Isaac emerges to find Derek and to proclaim his innocence and despite being able to, he didn’t kill his father while in beast mode.
In one of the funniest moments of the episode, Stiles proves the old adage, “Never put chains in your locker”. Oh, that’s not a thing? Well it should be. Stiles is a good friend though, don’t you guys think? He tries to make sure his BFF doesn’t mangle his face off by chaining him during the full moon.
What are you guys looking at?
Lydia isn’t even naked!
And good thing (she’s in school and that would just be so awkward). Lydia and Allison brave the hallways together and try to escape the other kind of torture: high school.
With Scott realizing that there is another werewolf on the team, he must try to sniff him out (pun intended).
Nope, not him. But Scott does eventually find out that it is Isaac.
As Sheriff Stilinsky tries to piece it all together, he finds himself as another person on the “Jackson is a Jerk” committee (“Welcome!”).
In order to piece together what is going on, Stiles and Scott get themselves to the principle’s office to hear what is going on between the sheriff and Jackson. They realize that with Isaac’s history of getting abuse from his father that that is enough for a motive to kill.
Unfortunately before Scott and Stiles can do anything, they must speak with the principle… who turns out (surprise, surprise) to be Gerard. Gulp. Aren’t grandparents supposed to be cute and cuddly? Why does he scare the crap out of me?
Isaac gets pulled by the police before Scott can get to him. As a newly minted werewolf, Isaac might kill, and you guessed it: it is a full moon tonight.
Jackson’s mission this episode (other than to be a meathead) is to make contact with weirdo photographer from the last episode and to show how creepy he can get (well, when you film yourself like how he’s about to film himself… that’s creepy).
Meanwhile, Scott is investigating Isaac’s house with Derek. And what he finds is simply horrifying. It looks as if Isaac was Harry Potter’ed into a fridge by his father.
And while Stiles is trying to figure out what’s going on, he gets contacted by Allison who reveals that an Argent convoy has been dispatched to assassinate Isaac. It looks like they have realized that Isaac is a werewolf and must stop the menace. And guess who needs to save the day? Stiles and Allison to the rescue.
Back at Isaac’s, Derek talks to Scott about joining the pack. By joining the pack, Scott loses Allison, but he might anyways as war has been declared between the Argents and the werewolves. Scott concedes to working with Derek, but only because he knows that their joined forces might help Isaac.
Jackson’s getting read-ayyyy for his big debut.
Turns out Allison is a great shot and tries to slow down the assassin by shooting him with an arrow. Gross.

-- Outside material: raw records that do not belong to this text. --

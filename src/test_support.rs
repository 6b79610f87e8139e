//! Test support utilities shared across unit and integration tests.

use std::collections::BTreeMap;
use std::sync::{Arc, Mutex, MutexGuard, PoisonError};

use camino::Utf8PathBuf;
use thiserror::Error;

use crate::api::{
    ApiFuture, CloudApi, InstanceDescription, InstanceState, PeeringConnection, PeeringFilter,
    PeeringRequest, PeeringStatus, PeeringVpcInfo, RouteTable, StopOptions, Subnet,
    VpcDescription,
};
use crate::config::{DryRun, MezhaConfig};

/// Error type returned by [`FakeCloudApi`].
#[derive(Clone, Debug, Eq, Error, PartialEq)]
#[error("{message}")]
pub struct FakeApiError {
    /// Scripted or synthesized failure message.
    pub message: String,
}

impl FakeApiError {
    fn new(message: impl Into<String>) -> Self {
        Self {
            message: message.into(),
        }
    }
}

/// Records a single call made through [`FakeCloudApi`].
#[derive(Clone, Debug, Eq, PartialEq)]
pub enum RecordedCall {
    /// `describe_vpc` was invoked.
    DescribeVpc {
        /// VPC identifier passed by the caller.
        vpc_id: String,
    },
    /// `list_route_tables` was invoked.
    ListRouteTables {
        /// VPC identifier passed by the caller.
        vpc_id: String,
        /// Dry-run flag forwarded by the caller.
        dry_run: bool,
    },
    /// `delete_route` was invoked.
    DeleteRoute {
        /// Table addressed by the delete.
        route_table_id: String,
        /// Destination CIDR addressed by the delete.
        destination: String,
        /// Dry-run flag forwarded by the caller.
        dry_run: bool,
    },
    /// `list_subnets` was invoked.
    ListSubnets {
        /// VPC identifier passed by the caller.
        vpc_id: String,
        /// Dry-run flag forwarded by the caller.
        dry_run: bool,
    },
    /// `describe_peering_connections` was invoked.
    DescribePeerings {
        /// Requester-side filter, when constrained.
        requester_vpc_id: Option<String>,
        /// Accepter-side filter, when constrained.
        accepter_vpc_id: Option<String>,
        /// Dry-run flag forwarded by the caller.
        dry_run: bool,
    },
    /// `describe_peering_connection` was invoked.
    DescribePeering {
        /// Connection identifier passed by the caller.
        connection_id: String,
    },
    /// `request_peering_connection` was invoked.
    RequestPeering {
        /// Far-side VPC identifier from the request.
        peer_vpc_id: String,
        /// Dry-run flag forwarded by the caller.
        dry_run: bool,
    },
    /// `accept_peering_connection` was invoked.
    AcceptPeering {
        /// Connection identifier passed by the caller.
        connection_id: String,
        /// Dry-run flag forwarded by the caller.
        dry_run: bool,
    },
    /// `delete_peering_connection` was invoked.
    DeletePeering {
        /// Connection identifier passed by the caller.
        connection_id: String,
        /// Dry-run flag forwarded by the caller.
        dry_run: bool,
    },
    /// `describe_instance` was invoked.
    DescribeInstance {
        /// Instance identifier passed by the caller.
        instance_id: String,
    },
    /// `stop_instance` was invoked.
    StopInstance {
        /// Instance identifier passed by the caller.
        instance_id: String,
        /// Hibernate flag forwarded by the caller.
        hibernate: bool,
        /// Force flag forwarded by the caller.
        force: bool,
        /// Dry-run flag forwarded by the caller.
        dry_run: bool,
    },
    /// `start_instance` was invoked.
    StartInstance {
        /// Instance identifier passed by the caller.
        instance_id: String,
        /// Dry-run flag forwarded by the caller.
        dry_run: bool,
    },
}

As she tries to make sense of it all, she heads to Isaac’s house to track down Scott. When she finds him, she then is tasked with tying him up in the Harry Potter fridge to make sure he stays safe while the moon is out. Suddenly, she’s attacked by a serpent-like creature and her screams force Scott to bust out of the fridge like Indiana Jones and to try to protect her.
Meanwhile, Derek saves the day by literally growling the human back on Isaac. How many times do you think will it take for Derek to be bored of saying, “I’m the Alpha.”?
What is that thing?
And looks like Jackson’s wish for power hasn’t been answered: he’s not a werewolf. And if his body has fought off the virus… does that mean he is impervious to curses? So many questions!